Here is what the web.config file for the backend website will contain following the modifications to the authorization rules:
<system.webServer>
<handlers>
<add name="aspNetCore" path="*" verb="*" modules="AspNetCoreModule"
resourceType="Unspecified" />
</handlers>
<aspNetCore processPath="dotnet" arguments=".\WebApiEcho.dll"
stdoutLogEnabled="false" stdoutLogFile=".\logs\stdout" />
<security>
<authentication>
<anonymousAuthentication enabled="true" />
<windowsAuthentication enabled="true" />
</authentication>
<authorization>
<remove users="*" roles="" verbs="" />
<add accessType="Allow" users="?" verbs="OPTIONS" />
<add accessType="Allow" users="" roles="USERS" />
</authorization>
</security>
</system.webServer>
These two rules will ensure that: CORS preflight OPTION request rules will be honored without requiring authentication, while all other incoming requests will need to present valid credentials to be allowed through to our ASP.net Core WebAPI application.
If we review the response headers for the CORS preflight request shown earlier, we can see that the server does authorize the receipt of CORS request from the http://coreRazor website:
HTTP/1.1 200 OK
Vary: Origin
Server: Kestrel
Access-Control-Allow-Credentials: true
Access-Control-Allow-Headers: content-type
Access-Control-Allow-Origin: http://corerazor
X-Powered-By: ASP.NET
Content-Length: 0
In the highlighted headers, we can see that the server is indicating that CORS requests to this server from the website are allowed if they supply credentials, and if the requests originate from the http://coreRazor site. With this information, the JavaScript engine can now proceed to perform the POST request with JSON content to send to the WebAPI controller for processing.
Post Scriptum:
Following the writing of this article, a new module called the IIS CORS module has become available. The module can be downloaded from the following link: https://www.iis.net/downloads/microsoft/iis-cors-module . Documentation on the module is available below, as well as configuration settings: https://docs.microsoft.com/en-us/iis/extensions/cors-module/cors-module-configuration-reference .

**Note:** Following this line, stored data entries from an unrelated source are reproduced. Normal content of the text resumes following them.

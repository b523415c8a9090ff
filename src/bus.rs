//! Bus wrapper
//!
//! A `Bus` wraps one bus node of the stack-owned tree. Identity is
//! canonical (same node, same wrapper) and equality is reference
//! equality. All accessors fail with `Error::Revoked` once the backing
//! tree has been re-enumerated.

use alloc::string::String;
use alloc::sync::Arc;
use alloc::vec::Vec;
use core::fmt;

use crate::device::Device;
use crate::error::{Error, ObjectKind, Result};
use crate::registry::Cell;
use crate::stack::{BusNode, RawAddr};
use crate::Core;

struct BusInner {
    core: Arc<Core>,
    cell: Cell<()>,
}

/// A USB bus. Cheaply cloneable; clones share identity.
#[derive(Clone)]
pub struct Bus {
    inner: Arc<BusInner>,
}

impl Bus {
    pub(crate) fn wrap(core: &Arc<Core>, addr: Option<RawAddr>) -> Option<Bus> {
        core.registries.busses.wrap(addr, |a| Bus {
            inner: Arc::new(BusInner {
                core: core.clone(),
                cell: Cell::new(ObjectKind::Bus, a, ()),
            }),
        })
    }

    pub(crate) fn revoke(&self) {
        self.inner.cell.revoke();
    }

    fn node<R>(&self, f: impl FnOnce(&BusNode) -> R) -> Result<R> {
        let addr = self.inner.cell.addr()?;
        let stack = self.inner.core.stack.lock();
        let node = stack.bus_node(addr).ok_or(Error::Revoked(ObjectKind::Bus))?;
        Ok(f(node))
    }

    /// True once re-enumeration has invalidated this wrapper.
    pub fn revoked(&self) -> bool {
        self.inner.cell.revoked()
    }

    /// Directory name of the bus ("001", ...). This is the stable sort
    /// key for bus listings.
    pub fn dirname(&self) -> Result<String> {
        self.node(|n| n.dirname.clone())
    }

    pub fn location(&self) -> Result<u32> {
        self.node(|n| n.location)
    }

    /// Previous bus in the stack's discovery-ordered list.
    pub fn prev(&self) -> Result<Option<Bus>> {
        let prev = self.node(|n| n.prev)?;
        Ok(Bus::wrap(&self.inner.core, prev))
    }

    /// Next bus in the stack's discovery-ordered list.
    pub fn next(&self) -> Result<Option<Bus>> {
        let next = self.node(|n| n.next)?;
        Ok(Bus::wrap(&self.inner.core, next))
    }

    /// Head of this bus's device list, in discovery order.
    pub fn first_device(&self) -> Result<Option<Device>> {
        let head = self.node(|n| n.devices)?;
        Ok(Device::wrap(&self.inner.core, head, self))
    }

    /// All devices on this bus, sorted by filename. Discovery order is
    /// enumeration-dependent, so consumers get a deterministic view.
    pub fn devices(&self) -> Result<Vec<Device>> {
        let addr = self.inner.cell.addr()?;
        let mut found: Vec<(String, RawAddr)> = Vec::new();
        {
            let stack = self.inner.core.stack.lock();
            let node = stack.bus_node(addr).ok_or(Error::Revoked(ObjectKind::Bus))?;
            let mut cur = node.devices;
            while let Some(daddr) = cur {
                let Some(dev) = stack.device_node(daddr) else {
                    break;
                };
                found.push((dev.filename.clone(), daddr));
                cur = dev.next;
            }
        }
        found.sort_by(|a, b| a.0.cmp(&b.0));
        Ok(found
            .into_iter()
            .filter_map(|(_, a)| Device::wrap(&self.inner.core, Some(a), self))
            .collect())
    }

    /// Find a device on this bus by filename.
    pub fn find_device(&self, filename: &str) -> Result<Option<Device>> {
        for dev in self.devices()? {
            if dev.filename()? == filename {
                return Ok(Some(dev));
            }
        }
        Ok(None)
    }
}

impl PartialEq for Bus {
    fn eq(&self, other: &Self) -> bool {
        Arc::ptr_eq(&self.inner, &other.inner)
    }
}

impl Eq for Bus {}

impl fmt::Display for Bus {
    fn fmt(&self, f: &mut fmt::Formatter<'_>) -> fmt::Result {
        match self.dirname() {
            Ok(name) => write!(f, "Bus {}", name),
            Err(_) => f.write_str("Bus (revoked)"),
        }
    }
}

impl fmt::Debug for Bus {
    fn fmt(&self, f: &mut fmt::Formatter<'_>) -> fmt::Result {
        fmt::Display::fmt(self, f)
    }
}

// ============================================================================
// Tests
// ============================================================================

#[cfg(test)]
mod tests {
    use crate::testing::scenario_stack;
    use crate::Usb;

    #[test]
    fn test_dirname_and_location() {
        let usb = Usb::new(Box::new(scenario_stack())).expect("init");
        let bus = usb.first_bus().expect("bus");
        assert_eq!(bus.dirname().expect("live"), "001");
        assert_eq!(bus.location().expect("live"), 1);
    }

    #[test]
    fn test_devices_sorted_by_filename() {
        let mut fake = crate::testing::FakeStack::new();
        let bus = fake.add_bus("001", 1);
        // Discovery order deliberately reversed.
        fake.add_device(bus, "003", 3, Default::default());
        fake.add_device(bus, "001", 1, Default::default());
        fake.add_device(bus, "002", 2, Default::default());

        let usb = Usb::new(Box::new(fake)).expect("init");
        let bus = usb.first_bus().expect("bus");
        let names: Vec<_> = bus
            .devices()
            .expect("live")
            .iter()
            .map(|d| d.filename().expect("live"))
            .collect();
        assert_eq!(names, ["001", "002", "003"]);
    }

    #[test]
    fn test_sibling_walk_matches_discovery_order() {
        let mut fake = crate::testing::FakeStack::new();
        let bus = fake.add_bus("001", 1);
        fake.add_device(bus, "003", 3, Default::default());
        fake.add_device(bus, "001", 1, Default::default());

        let usb = Usb::new(Box::new(fake)).expect("init");
        let bus = usb.first_bus().expect("bus");
        let first = bus.first_device().expect("live").expect("head");
        assert_eq!(first.filename().expect("live"), "003");
        let second = first.next().expect("live").expect("sibling");
        assert_eq!(second.filename().expect("live"), "001");
        assert_eq!(second.prev().expect("live").expect("back"), first);
        assert!(second.next().expect("live").is_none());
    }

    #[test]
    fn test_find_device() {
        let usb = Usb::new(Box::new(scenario_stack())).expect("init");
        let bus = usb.first_bus().expect("bus");
        assert!(bus.find_device("001").expect("live").is_some());
        assert!(bus.find_device("042").expect("live").is_none());
    }
}
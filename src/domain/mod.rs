// Domain layer: value types and ports. No I/O here.

pub mod model;
pub mod ports;
use rust_decimal::{Decimal, RoundingStrategy};

/// Formats an amount as US currency, e.g. `$425,130.00` or `-$6,000.00`.
pub fn format_currency(amount: Decimal) -> String {
    let rounded = amount.round_dp_with_strategy(2, RoundingStrategy::MidpointAwayFromZero);
    let sign = if rounded.is_sign_negative() && !rounded.is_zero() {
        "-"
    } else {
        ""
    };

    // 固定兩位小數後再切出整數與小數部分
    let mut magnitude = rounded.abs();
    magnitude.rescale(2);
    let digits = magnitude.to_string();
    let (whole, fraction) = digits.split_once('.').unwrap_or((digits.as_str(), "00"));

    format!("{}${}.{}", sign, group_thousands(whole), fraction)
}

/// Formats a margin as `95.45%`, or `N/A` when undefined.
pub fn format_margin(margin: Option<f64>) -> String {
    match margin {
        Some(percent) => format!("{:.2}%", percent),
        None => "N/A".to_string(),
    }
}

fn group_thousands(whole: &str) -> String {
    let mut grouped = String::with_capacity(whole.len() + whole.len() / 3);
    for (index, ch) in whole.chars().enumerate() {
        if index > 0 && (whole.len() - index) % 3 == 0 {
            grouped.push(',');
        }
        grouped.push(ch);
    }
    grouped
}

The way in which the module works is by hooking into the IIS pipeline very early on and intercepting and inspecting OPTIONS requests. If the request is determined to be a CORS preflight request, the request is handled even before the authentication stage of the IIS pipeline can be reached. This allows the module to handle requests even on websites that do not allow Anonymous authentication and then setup the authorization rules as described above. All you have to do is to install and configure the module, bypassing the configuration of the authorization rules.